I am using version H2O 3.10.4.8.
library(h2o)
h2o.init(nthreads = -1)
df <- as.h2o(data.frame(x = 1:5, y = 11:15))
I am trying to understand how to use a function apply()in H2O.
The following works as expected:
h2o::apply(df, 2, mean)
h2o::apply(df, 2, sum)
h2o::apply(df, 2, function(x) {2*x + 1})
But this is not so:
h2o::apply(df, 2, sd)
Error returned:
[1] "Lookup failed to find is.H2OFrame"
Error in .process.stmnt(stmnt, formalz, envs) :
Don't know what to do with statement: is.H2OFrame x
I also thought that H2O actually uses its own functions to calculate, so the following should work:
h2o::apply(df, 2, h2o.mean)
h2o::apply(df, 2, h2o.sum)
h2o::apply(df, 2, h2o.sd)
But this is not so.
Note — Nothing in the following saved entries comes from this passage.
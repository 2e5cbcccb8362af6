//! `lks sync`: run reconciliation passes for every configured credential.

use std::sync::Arc;
use std::time::Duration;

use anyhow::{Context, Result};
use async_trait::async_trait;
use tracing::{debug, error, info};

use lks_rpc::Credential;
use lks_sync::{LockEvent, LockHandler, LockInstance, LogMeta, PassOptions, Processor};

pub struct SyncArgs {
    pub config_paths: Vec<String>,
    pub memory: bool,
    pub once: bool,
    pub log_events: bool,
}

/// Logs each replayed event and otherwise leaves the lock alone.
struct TracingHandler;

#[async_trait]
impl LockHandler for TracingHandler {
    fn name(&self) -> &str {
        "tracing"
    }

    async fn on_event(
        &self,
        instance: &mut LockInstance,
        meta: &LogMeta,
        event: &LockEvent,
    ) -> Result<()> {
        info!(
            lock_id = instance.lock_id(),
            log_id = %meta.id,
            log_type = meta.log_type.as_str(),
            created_at = %meta.created_at,
            event = ?event,
            "events/replayed"
        );
        Ok(())
    }
}

pub async fn run(args: SyncArgs) -> Result<()> {
    let path_refs: Vec<&str> = args.config_paths.iter().map(|s| s.as_str()).collect();
    let loaded = lks_config::load_layered_yaml(&path_refs)?;
    let settings = loaded.settings()?;

    let resolved = lks_config::resolve_credentials(&settings)?;
    if resolved.is_empty() {
        anyhow::bail!("no credentials configured; add at least one entry under `credentials`");
    }
    let creds: Vec<(String, Credential)> = resolved
        .into_iter()
        .map(|c| (c.name, Credential::new(c.secret)))
        .collect();

    let api = super::build_api(&settings)?;
    let repo = super::build_repository(args.memory).await?;
    let processor = Processor::with_options(api, repo, super::processor_options(&settings));
    let pass_opts = super::pass_options(&settings);
    let handler: Arc<dyn LockHandler> = Arc::new(TracingHandler);

    info!(
        config_hash = %loaded.config_hash,
        credentials = creds.len(),
        memory = args.memory,
        "sync/start"
    );

    loop {
        let mut failures = 0usize;
        for (name, cred) in &creds {
            let outcome = pass_once(
                &processor,
                cred,
                &pass_opts,
                args.log_events.then_some(&handler),
            )
            .await
            .with_context(|| format!("sync pass failed for credential {name}"));
            if let Err(err) = outcome {
                failures += 1;
                error!(credential = %name, error = ?err, "sync/pass-failed");
            }
        }

        if args.once {
            if failures > 0 {
                anyhow::bail!("{failures} credential pass(es) failed");
            }
            return Ok(());
        }
        tokio::time::sleep(Duration::from_secs(settings.sync.poll_interval_secs)).await;
    }
}

async fn pass_once(
    processor: &Processor,
    cred: &Credential,
    opts: &PassOptions,
    handler: Option<&Arc<dyn LockHandler>>,
) -> Result<()> {
    if let Some(handler) = handler {
        // Locks seen for the first time this pass are picked up on the next one.
        let registered = register_tracing(processor, cred, handler).await?;
        debug!(registered, "sync/handlers-registered");
    }

    let report = processor.run_pass(cred, opts).await?;
    println!("{}", serde_json::to_string(&report)?);
    Ok(())
}

/// Register `handler` for every active lock under the key the registry
/// resolves it by: the shared-group id for grouped keyholder locks, the lock
/// id otherwise. Returns the number of registrations.
async fn register_tracing(
    processor: &Processor,
    cred: &Credential,
    handler: &Arc<dyn LockHandler>,
) -> Result<usize> {
    let mut registered = 0usize;
    for instance in processor.all_instances(cred).await? {
        let lock = instance.lock();
        match lock.shared_lock_id() {
            Some(shared_id) if lock.is_keyholder() => {
                processor.register_shared_lock_handler(shared_id, cred, Arc::clone(handler))?
            }
            _ => processor.register_lock_handler(instance.lock_id(), cred, Arc::clone(handler))?,
        }
        registered += 1;
    }
    Ok(registered)
}

#[cfg(test)]
mod tests {
    use super::*;
    use lks_schemas::LogType;
    use lks_testkit::{log, Harness, LockBuilder, RecordingHandler};

    #[tokio::test]
    async fn shared_and_exclusive_locks_both_replay() -> anyhow::Result<()> {
        let h = Harness::new();
        h.api.insert_keyholder_lock(LockBuilder::keyholder("k1").shared("s1").build())?;
        h.api.insert_lock(LockBuilder::wearer("w1").build())?;
        h.refresh().await?;

        let rec = Arc::new(RecordingHandler::new("rec"));
        let handler: Arc<dyn LockHandler> = rec.clone();
        assert_eq!(register_tracing(&h.processor, &h.cred, &handler).await?, 2);

        h.api.push_history(log("a", "k1", LogType::LockFrozen, 1))?;
        h.api.push_history(log("b", "w1", LogType::LockFrozen, 2))?;
        h.processor.bulk_update_lock_history(&h.cred, None).await?;
        let report = h.processor.process_lock_history(&h.cred).await?;

        assert_eq!(report.dispatched, 2);
        assert_eq!(report.skipped_unhandled, 0);
        let mut events = rec.events();
        events.sort();
        assert_eq!(events, vec!["k1:a", "w1:b"]);
        Ok(())
    }
}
The first two lines give the following error:
[1] "Lookup failed to find .newExpr"
Error in .process.stmnt(stmnt, formalz, envs) :
Don't know what to do with statement: .newExpr sd x na.rm
While in the third line the following error appears:
[1] "Lookup failed to find .newExpr"
Error in .process.stmnt(stmnt, formalz, envs) :
Don't know what to do with statement: .newExpr sd x na.rm
What happens and what things should I know when passing stuff to a FUN parameter in a function apply()? The documentation simply describes the FUN as "a function to be applied."